Hoesy Corona (Baltimore, MD) is a multidisciplinary artist working in both visual and performance art. He creates uncategorized works that draw from his personal experiences as a queer Mexican immigrant in the United States. His works oftentimes confront and delight viewers with some of the most pressing issues of our time. Recurring themes of race/class/gender, otherness, celebration, nature, isolation, and the climate crisis are all present throughout his work. His colorful sculptural works fitted to the human body have been presented at The Hirshhorn Museum and Sculpture Garden, The Baltimore Museum of Art, The Walters Art Museum, Gilcrease Museum, and The Reach at The Kennedy Center. Recent honors include a Tulsa Artist Fellowship, a Merriweather District Artist in Residence, a Halcyon Arts Lab Fellowship, a Ruby’s Artist Grant, a Maryland State Arts Council Individual Artist Award, and an Andy Warhol Foundation Grit Fund Grant. In 2020 he was a finalist for the Janet & Walter Sondheim Artscape Prize. He lives and works in Baltimore, MD and Tulsa, OK.
About the MASB Artist Travel Prize
The fifth edition of the MASB Artist Travel Prize awards $6,000 to a visual artist or visual artist collaborators living in Baltimore City. The $6,000 prize is intended to function as funding for travel essential to studio practice that an artist may not otherwise be able to afford. The previous winners of the MASB Artist Travel Prize are LaToya M. Hobbs and J.M. Giordano in 2019, Erin Fostel and Erick Antonio Benitez in 2018, Nate Larson in 2017, and Stephen Towns in 2016. The winners have traveled to Morocco, Czech Republic, Japan, Peru, throughout the United States, and to Ghana and Senegal.

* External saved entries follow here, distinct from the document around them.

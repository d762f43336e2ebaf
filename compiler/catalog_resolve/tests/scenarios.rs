//! End-to-end resolution scenarios against the public `Catalog` API.

#![allow(clippy::unwrap_used, clippy::expect_used, reason = "Tests can panic")]

use catalog_ir::{Idx, LibraryId, Name, OperatorId, Signature};
use catalog_resolve::{
    CachedPath, Catalog, CatalogError, ConversionDef, GraphPathFinder, NameResolutionPath,
    OperatorDef, ResolutionFailure, ResolutionLevel, ResolveContext, ScalarConversionPathCache,
};
use pretty_assertions::assert_eq;

struct Fixture {
    catalog: Catalog,
    short: Idx,
    integer: Idx,
    long: Idx,
    decimal: Idx,
    add: Name,
}

impl Fixture {
    fn new() -> Self {
        catalog_resolve::init_tracing();
        let mut catalog = Catalog::default();
        let short = catalog.add_scalar_type("Short", None, None).unwrap();
        let integer = catalog.add_scalar_type("Integer", None, None).unwrap();
        let long = catalog.add_scalar_type("Long", None, None).unwrap();
        let decimal = catalog.add_scalar_type("Decimal", None, None).unwrap();
        let add = catalog.intern("Add");
        Fixture {
            catalog,
            short,
            integer,
            long,
            decimal,
            add,
        }
    }

    fn widening(&mut self, source: Idx, target: Idx) {
        let name = self.catalog.intern("Widen");
        self.catalog
            .add_conversion(ConversionDef::widening(name, source, target))
            .unwrap();
    }

    fn add_overload(&mut self, params: &[Idx]) -> OperatorId {
        self.catalog
            .add_operator(OperatorDef::new(self.add, Signature::from_types(params)))
            .unwrap()
    }

    fn call_add(&mut self, args: &[Idx]) -> Option<OperatorId> {
        let path = system_path();
        self.catalog
            .resolve_call(self.add, &path, &Signature::from_types(args), false)
            .operator_id()
    }
}

fn system_path() -> NameResolutionPath {
    NameResolutionPath::new(vec![ResolutionLevel::new([LibraryId::SYSTEM])])
}

#[test]
fn scenario_a_exact_overload_wins() {
    let mut fx = Fixture::new();
    let (integer, decimal) = (fx.integer, fx.decimal);
    fx.widening(integer, decimal);
    let int_int = fx.add_overload(&[integer, integer]);
    fx.add_overload(&[integer, decimal]);

    let path = system_path();
    let binding =
        fx.catalog
            .resolve_call(fx.add, &path, &Signature::from_types(&[integer, integer]), false);
    let bound = binding.operator.expect("bound");
    assert_eq!(bound.operator, int_int);
    assert!(bound.is_exact);
    assert!(bound.conversions.iter().all(Option::is_none));
}

#[test]
fn scenario_b_equal_conversions_are_ambiguous() {
    let mut fx = Fixture::new();
    let (short, integer, decimal) = (fx.short, fx.integer, fx.decimal);
    fx.widening(short, integer);
    fx.widening(short, decimal);
    fx.add_overload(&[integer, integer]);
    fx.add_overload(&[decimal, decimal]);

    let path = system_path();
    let binding =
        fx.catalog
            .resolve_call(fx.add, &path, &Signature::from_types(&[short, short]), false);
    assert!(!binding.is_resolved());
    match binding.failure() {
        Some(ResolutionFailure::Ambiguous { candidates, .. }) => {
            assert_eq!(candidates, vec![fx.add]);
        }
        other => panic!("expected ambiguity, got {other:?}"),
    }
}

#[test]
fn scenario_c_shorter_conversion_wins() {
    let mut fx = Fixture::new();
    let (short, integer, long, decimal) = (fx.short, fx.integer, fx.long, fx.decimal);
    fx.widening(short, integer);
    fx.widening(short, long);
    fx.widening(long, decimal);
    let int_int = fx.add_overload(&[integer, integer]);
    fx.add_overload(&[decimal, decimal]);

    assert_eq!(fx.call_add(&[short, short]), Some(int_int));
}

#[test]
fn scenario_d_clearing_a_type_keeps_unrelated_entries() {
    let mut fx = Fixture::new();
    let (short, integer, decimal) = (fx.short, fx.integer, fx.decimal);
    fx.widening(short, integer);
    fx.widening(short, decimal);

    let finder = GraphPathFinder::new(
        fx.catalog.conversions(),
        fx.catalog.config().max_conversion_path_length,
    );
    let mut cache = ScalarConversionPathCache::new();
    {
        let mut ctx =
            ResolveContext::new(fx.catalog.types(), &finder, &mut cache, fx.catalog.config());
        assert!(ctx.conversion_path(short, decimal).is_some());
        assert!(ctx.conversion_path(short, integer).is_some());
    }

    cache.clear_scalar_type(decimal);
    assert_eq!(cache.get(short, decimal), CachedPath::Unknown);
    assert!(matches!(cache.get(short, integer), CachedPath::Path(_)));
}

#[test]
fn scenario_e_resolves_at_system_level() {
    let mut catalog = Catalog::default();
    let base = catalog.create_library("Base", &[]).unwrap();
    let app = catalog.create_library("App", &[base]).unwrap();
    let foo = catalog.intern("Foo");
    let op = catalog
        .add_operator(OperatorDef::new(foo, Signature::empty()).in_library(LibraryId::SYSTEM))
        .unwrap();

    let path = catalog.name_resolution_path(app).unwrap();
    assert_eq!(path.len(), 3);
    assert!(path.levels()[2].contains(LibraryId::SYSTEM));

    let binding = catalog.resolve_call(foo, &path, &Signature::empty(), false);
    assert_eq!(binding.operator_id(), Some(op));
}

#[test]
fn failed_duplicate_insert_keeps_binding() {
    let mut fx = Fixture::new();
    let integer = fx.integer;
    let original = fx.add_overload(&[integer, integer]);
    let before = fx.call_add(&[integer, integer]);

    let result = fx
        .catalog
        .add_operator(OperatorDef::new(fx.add, Signature::from_types(&[integer, integer])));
    assert_eq!(
        result,
        Err(CatalogError::DuplicateSignature {
            name: fx.add,
            existing: original
        })
    );
    assert_eq!(fx.call_add(&[integer, integer]), before);
    assert_eq!(before, Some(original));
}

#[test]
fn exact_match_outside_path_found_by_fallback() {
    let mut catalog = Catalog::default();
    let integer = catalog.add_scalar_type("Integer", None, None).unwrap();
    let app = catalog.create_library("App", &[]).unwrap();
    let other = catalog.create_library("Other", &[]).unwrap();
    let name = catalog.intern("Other.Scale");
    let op = catalog
        .add_operator(OperatorDef::new(name, Signature::from_types(&[integer])).in_library(other))
        .unwrap();

    let binding = catalog
        .resolve_in_library(app, "Scale", &Signature::from_types(&[integer]))
        .unwrap();
    assert_eq!(binding.operator_id(), Some(op));
}

#[test]
fn nearer_library_shadows_system() {
    let mut catalog = Catalog::default();
    let integer = catalog.add_scalar_type("Integer", None, None).unwrap();
    let app = catalog.create_library("App", &[]).unwrap();
    let system_abs = catalog.intern("System.Abs");
    let app_abs = catalog.intern("App.Abs");
    let signature = Signature::from_types(&[integer]);
    catalog
        .add_operator(OperatorDef::new(system_abs, signature.clone()).in_library(LibraryId::SYSTEM))
        .unwrap();
    let mine = catalog
        .add_operator(OperatorDef::new(app_abs, signature.clone()).in_library(app))
        .unwrap();

    let binding = catalog.resolve_in_library(app, "Abs", &signature).unwrap();
    assert_eq!(binding.operator_id(), Some(mine));
    assert_eq!(binding.operator.map(|b| b.map), Some(app_abs));
}

#[test]
fn subtype_argument_needs_no_conversion() {
    let mut catalog = Catalog::default();
    let number = catalog.add_scalar_type("Number", None, None).unwrap();
    let money = catalog
        .add_scalar_type("Money", Some(number), None)
        .unwrap();
    let negate = catalog.intern("Negate");
    let op = catalog
        .add_operator(OperatorDef::new(negate, Signature::from_types(&[number])))
        .unwrap();

    let binding = catalog.resolve_call(
        negate,
        &system_path(),
        &Signature::from_types(&[money]),
        false,
    );
    let bound = binding.operator.expect("bound");
    assert_eq!(bound.operator, op);
    assert!(bound.is_exact);
}

#[test]
fn exact_only_call_ignores_conversions() {
    let mut fx = Fixture::new();
    let (short, integer) = (fx.short, fx.integer);
    fx.widening(short, integer);
    fx.add_overload(&[integer]);

    let path = system_path();
    let args = Signature::from_types(&[short]);
    assert!(!fx.catalog.resolve_call(fx.add, &path, &args, true).is_resolved());
    assert!(fx.catalog.resolve_call(fx.add, &path, &args, false).is_resolved());
}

Municipal Art Society of Baltimore City
The Municipal Art Society of Baltimore was founded in 1899 as part of the City Beautiful movement. It is one of only two remaining societies to be operating under its original charter “to provide sculptural and pictorial decoration and ornaments for the public buildings, streets and open spaces in the City of Baltimore, and to help generally beautify the City.” Artistic contributions to the City span more than one hundred years. In 2016 the MASOB embarked on a path to provide new opportunities to Baltimore artists and art places within the City, including this Artist Travel Prize and an annual Public Art Prize.